Donald Trump spent his campaign promising to lower prices for American consumers with keen attention to groceries. But his tariff agenda from the Rose Garden this week has prompted dire warnings from economists and world leaders that we the people are in for a world of pain.
By using tariffs as a tool against our foes and friends, Trump hopes to narrow America’s $1.2 trillion trade deficit in goods, raise billions in revenue (to fund his tax cuts), and bring back manufacturing jobs and production of critical goods to the U.S.
Right now, America relies on Asia — particularly China — for cheap everyday items, as well as critical goods and minerals. Many companies have moved production to other countries — such as Vietnam and Cambodia — to avoid competition in China and potential tariffs.
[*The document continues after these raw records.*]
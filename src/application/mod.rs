pub mod cli;
pub mod shell;
// The history store writes naive ISO timestamps for older sessions, so both
// RFC 3339 and offset-less strings are accepted, anything else is dropped.

use chrono::DateTime;
use chrono::NaiveDateTime;
use chrono::TimeZone;
use chrono::Utc;
use serde::Deserialize;
use serde::Deserializer;
use serde::Serializer;

pub fn serialize<S: Serializer>(
    value: &Option<DateTime<Utc>>,
    serializer: S,
) -> Result<S::Ok, S::Error> {
    match value {
        Some(ts) => return serializer.serialize_str(&ts.to_rfc3339()),
        None => return serializer.serialize_none(),
    }
}

pub fn deserialize<'de, D: Deserializer<'de>>(
    deserializer: D,
) -> Result<Option<DateTime<Utc>>, D::Error> {
    let raw = Option::<serde_json::Value>::deserialize(deserializer)?;
    let Some(serde_json::Value::String(raw)) = raw else {
        return Ok(None);
    };

    if let Ok(ts) = DateTime::parse_from_rfc3339(&raw) {
        return Ok(Some(ts.with_timezone(&Utc)));
    }
    if let Ok(naive) = NaiveDateTime::parse_from_str(&raw, "%Y-%m-%dT%H:%M:%S%.f") {
        return Ok(Some(Utc.from_utc_datetime(&naive)));
    }

    return Ok(None);
}
#[cfg(test)]
#[path = "dispatcher_test.rs"]
mod tests;

use anyhow::Result;

use super::translate;
use super::Phrase;
use super::Sessions;
use crate::domain::models::BackendBox;
use crate::domain::models::ChatReply;
use crate::domain::models::ChatRequest;
use crate::domain::models::Language;
use crate::domain::models::Message;
use crate::domain::models::VoiceError;

/// A chat turn whose user message is already in the log and whose request is
/// ready to go out.
#[derive(Clone, Debug)]
pub struct PendingDispatch {
    pub request: ChatRequest,
    pub epoch: u64,
}

/// The reply (or transport failure) of one chat turn.
#[derive(Debug)]
pub struct DispatchResult {
    pub epoch: u64,
    pub reply: Result<ChatReply>,
}

pub enum Begin {
    /// Nothing to send.
    Empty,
    /// Handled locally, no request was made.
    Offline,
    Request(PendingDispatch),
}

/// Turns submitted text into chat turns and folds replies back into the
/// active session.
pub struct Dispatcher {
    user_id: String,
    user_context: Option<serde_json::Value>,
    online: bool,
    in_flight: usize,
}

impl Dispatcher {
    pub fn new(user_id: &str, user_context: Option<serde_json::Value>) -> Dispatcher {
        return Dispatcher {
            user_id: user_id.to_string(),
            user_context,
            online: true,
            in_flight: 0,
        };
    }

    pub fn is_online(&self) -> bool {
        return self.online;
    }

    pub fn set_online(&mut self, online: bool) {
        self.online = online;
    }

    pub fn in_flight(&self) -> usize {
        return self.in_flight;
    }

    /// Appends the user message and assembles the request. Empty text is
    /// rejected without touching the log.
    pub fn begin(&mut self, text: &str, language: Language, sessions: &mut Sessions) -> Begin {
        if text.trim().is_empty() {
            return Begin::Empty;
        }

        sessions.push(Message::user(text));

        if !self.online {
            tracing::debug!("Offline, skipping chat request");
            sessions.push(Message::error(translate(language, Phrase::Offline)));
            return Begin::Offline;
        }

        self.in_flight += 1;
        return Begin::Request(PendingDispatch {
            request: ChatRequest {
                message: text.to_string(),
                language,
                user_id: self.user_id.to_string(),
                session_id: sessions.active_id().map(|e| return e.to_string()),
                user_context: self.user_context.clone(),
            },
            epoch: sessions.epoch(),
        });
    }

    pub async fn send(backend: BackendBox, pending: PendingDispatch) -> DispatchResult {
        let reply = backend.send_message(&pending.request).await;
        return DispatchResult {
            epoch: pending.epoch,
            reply,
        };
    }

    /// Appends the reply, or exactly one error message, and adopts the
    /// server's session id. Returns the reply text to voice.
    ///
    /// Replies for a conversation that has since been replaced are dropped.
    pub fn complete(
        &mut self,
        result: DispatchResult,
        language: Language,
        sessions: &mut Sessions,
    ) -> Option<String> {
        self.in_flight = self.in_flight.saturating_sub(1);

        if result.epoch != sessions.epoch() {
            tracing::debug!("Dropping reply for a session that is no longer active");
            return None;
        }

        let reply = match result.reply {
            Ok(reply) => reply,
            Err(err) => {
                let err = VoiceError::Dispatch(err.to_string());
                tracing::error!(error = %err, "Chat request failed");
                sessions.push(Message::error(translate(language, Phrase::ConnectionError)));
                return None;
            }
        };

        let text = match reply.reply {
            Some(text) if !text.trim().is_empty() => text,
            _ => {
                tracing::error!("Chat reply carried no text");
                sessions.push(Message::error(translate(language, Phrase::EmptyReply)));
                return None;
            }
        };

        sessions.push(Message::assistant(&text));
        sessions.adopt(reply.session_id);

        return Some(text);
    }
}
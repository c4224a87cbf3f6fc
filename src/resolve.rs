//! The shell-resolution seam.
//!
//! Resolution turns a path into a full item record (shell identity included);
//! stat re-reads metadata only. Both are synchronous and may briefly block on
//! filesystem access. Both fail softly: change notifications are inherently
//! racy with filesystem state, so a miss here is an expected condition the
//! reconciler recovers from, never an error.

use std::path::Path;

use crate::types::{FileMetadata, ItemRecord};

/// Resolves names against the live filesystem / shell namespace.
pub trait NameResolver {
    /// Resolves a path to a full item record, or `None` if the item cannot
    /// currently be resolved (already renamed, deleted, or inaccessible).
    fn resolve(&self, path: &Path) -> Option<ItemRecord>;

    /// Re-reads metadata for a path, or `None` if the file vanished.
    fn stat(&self, path: &Path) -> Option<FileMetadata>;
}
//! Closed-tab preservation and restoration.
//!
//! When a tab is removed its state is captured as an immutable snapshot and
//! pushed onto a most-recently-closed-first stack. Snapshots can be restored
//! in LIFO order or by identifier from anywhere in the stack; restoring
//! removes the snapshot permanently.

use std::sync::atomic::{AtomicU64, Ordering};

use serde::{Deserialize, Serialize};

use crate::history::NavigationHistory;

/// Process-lifetime counter backing snapshot identifiers. Ids are
/// monotonically increasing and never reused.
static NEXT_TAB_ID: AtomicU64 = AtomicU64::new(1);

/// Immutable snapshot of a closed tab.
#[derive(Debug, Clone, Serialize, Deserialize)]
pub struct PreservedTab {
    id: u64,
    history: NavigationHistory,
    /// The tab's position in the tab bar at the time it was closed.
    position: usize,
}

impl PreservedTab {
    /// Captures a snapshot of a tab's navigation state.
    pub fn new(history: &NavigationHistory, position: usize) -> Self {
        Self {
            id: NEXT_TAB_ID.fetch_add(1, Ordering::Relaxed),
            history: history.clone(),
            position,
        }
    }

    #[inline]
    pub fn id(&self) -> u64 {
        self.id
    }

    /// The preserved navigation history, cursor included.
    #[inline]
    pub fn history(&self) -> &NavigationHistory {
        &self.history
    }

    #[inline]
    pub fn position(&self) -> usize {
        self.position
    }
}

/// Materializes restored tabs.
pub trait TabOwner {
    /// Creates a new tab from a preserved snapshot.
    fn create_tab(&mut self, tab: &PreservedTab);
}

/// Stack of closed-tab snapshots, most recently closed first.
///
/// No capacity bound is enforced here; a menu layer may cap how many
/// entries it shows.
#[derive(Debug, Default)]
pub struct ClosedTabs {
    tabs: Vec<PreservedTab>,
}

impl ClosedTabs {
    /// Creates an empty stack.
    pub fn new() -> Self {
        Self::default()
    }

    /// Preserves a closing tab's state and returns the snapshot id.
    pub fn preserve(&mut self, history: &NavigationHistory, position: usize) -> u64 {
        let tab = PreservedTab::new(history, position);
        let id = tab.id;
        self.tabs.insert(0, tab);
        id
    }

    /// The preserved snapshots, most recently closed first.
    #[inline]
    pub fn tabs(&self) -> &[PreservedTab] {
        &self.tabs
    }

    #[inline]
    pub fn len(&self) -> usize {
        self.tabs.len()
    }

    #[inline]
    pub fn is_empty(&self) -> bool {
        self.tabs.is_empty()
    }

    /// Restores the most recently closed tab. No-op when the stack is
    /// empty. Returns the restored snapshot id.
    pub fn restore_last(&mut self, owner: &mut dyn TabOwner) -> Option<u64> {
        if self.tabs.is_empty() {
            return None;
        }
        let tab = self.tabs.remove(0);
        owner.create_tab(&tab);
        Some(tab.id)
    }

    /// Restores the snapshot with the given id, wherever it sits in the
    /// stack. Unknown ids are a no-op with the stack unchanged.
    pub fn restore_by_id(&mut self, owner: &mut dyn TabOwner, id: u64) -> bool {
        let Some(slot) = self.tabs.iter().position(|tab| tab.id == id) else {
            return false;
        };
        let tab = self.tabs.remove(slot);
        owner.create_tab(&tab);
        true
    }
}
Now, on top of China, Trump is imposing huge tariffs on those countries too.
“We will see a strengthening of Chinese trade with Europe, and China acting as the U.S. did post-World War II as the country with some money and ability likely to help the likes of Vietnam, Malaysia and Indonesia as we see a reordering of trade flows,” Cheryl Smith, an economist at Trillium Asset Management, told Barrons magazine.
Capital Economics estimates the average U.S. tariff rate — a tax on countries importing their goods to America — is set to shoot from 2% last year to just over 20%. This has led to comparisons of Trump’s tariff agenda with the Smoot-Hawley tariffs that deepened a recession in the 1930s.
“The economic disruption is going to be longstanding. If Covid taught us anything, supply chains are extremely complex and difficult to rearrange overnight,” Smith said.
Comparing tariffs to an act of war, as Warren Buffet famously did earlier this year, Barron’s warns: Trump should be wary of overestimating America’s strength and its opponents weakness:
“Think Napoleon invading Russia while engaged with the United Kingdom” — finding itself “overstretched and outmatched.”
So much for lower grocery prices.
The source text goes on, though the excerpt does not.